Aaron Burr isn’t just the person who shot Hamilton, he’s the tragic figure; Odom Jr. is magnetic on-screen as the cameras capture the subtleties that you might not be able to see from the mezzanine, such as just how slowly his expression falls after Hamilton endorses Thomas Jefferson (Daveed Diggs), Hamilton’s political opponent in the second act, for president. Eliza (Soo) is the heart of the show, bringing warmth and empathy to every scene she’s in; you really feel her presence missing when she’s gone, and once she writes herself out of the narrative. George Washington (Christopher Jackson) is a father figure, a mentor, and a boss all at once, someone who sets the precedent with every decision he made but also someone who was complicit in one of America’s original sins: slavery.
One of the more dazzling displays in Hamilton is the visualization of “Rewind” in “Satisfied,” the showstopper performed by Angelica Schuyler (Renée Elise Goldsberry), as we travel back to the night that Angelica met Hamilton mid-wedding toast. News of John Laurens’ (Anthony Ramos) death, the lone scene kept off the cast album, is given a quiet but lovely quiet spotlight. Diggs steals the show, both as Marquis de Layfayette and Jefferson, the latter especially knowing just how to charm the camera.

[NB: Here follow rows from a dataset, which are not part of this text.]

use axum::extract::rejection::QueryRejection;
use axum::extract::{Query, State};
use axum::response::{IntoResponse, Response};
use axum::Json;
use reqwest::{Client, RequestBuilder, Url};
use serde::{Deserialize, Serialize};

use common::directory::StoredFile;
use common::error::StoreError;

use super::error::{rejection_response, store_error_response};
use crate::auth::Authenticated;
use crate::http_server::api::client::ApiRequest;
use crate::ServiceState;

#[derive(Debug, Clone, Serialize, Deserialize, clap::Args)]
pub struct FileInfoRequest {
    /// Directory holding the file
    #[arg(long)]
    pub dir: String,
    /// File name
    #[arg(long)]
    pub name: String,
}

pub async fn handler(
    _auth: Authenticated,
    State(state): State<ServiceState>,
    request: Result<Query<FileInfoRequest>, QueryRejection>,
) -> Result<impl IntoResponse, FileInfoError> {
    let Query(request) = request?;
    let stored = state.store().stat_file(&request.dir, &request.name).await?;
    Ok(Json(stored))
}

#[derive(Debug, thiserror::Error)]
pub enum FileInfoError {
    #[error("invalid request: {0}")]
    Rejected(#[from] QueryRejection),
    #[error(transparent)]
    Store(#[from] StoreError),
}

impl IntoResponse for FileInfoError {
    fn into_response(self) -> Response {
        match self {
            FileInfoError::Rejected(e) => rejection_response(e.body_text()),
            FileInfoError::Store(e) => store_error_response(&e),
        }
    }
}

impl ApiRequest for FileInfoRequest {
    type Response = StoredFile;

    fn build_request(self, base_url: &Url, client: &Client) -> RequestBuilder {
        let full_url = base_url.join("/file").unwrap();
        client.get(full_url).query(&self)
    }
}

Many of the things that Hamilton relays, from its criticism of some Founding Fathers as slaveholders, to who’s excluded from the Declaration of Independence (Angelica wants to compel Jefferson to “include women in the sequel”), are built into the show itself. But amid our current reckoning on systemic racism and the figures that we choose to honor with statues and monuments, many of those moments hit even harder, but you could still argue that those callouts don’t go far enough.
Hamilton in its current form won’t replace the experience of watching it live on the stage, although certain elements of the show, from King George’s cellphone warning, a one-minute intermission, exit music during the credits, and the energy that comes from a Cabinet Battle performed in front of an audience, are preserved for the filmed production. But while Broadway will remain closed for the rest of 2020, this version of Hamilton is the only way any of us can see the show right now.
It also serves as a strong argument for why we should make more shows and plays accessible to everyone, even those that aren’t massive, game-changing hits like Hamilton. It brings the theater experience to our homes, but it also allows those of us who might not ever get in the room to experience theater. And making Hamilton more accessible for everyone won’t discourage people from seeing Hamilton once we’re allowed to go back to the theater. In fact, it might make some people want to go even more.
Hamilton will be released on Disney+ on July 3.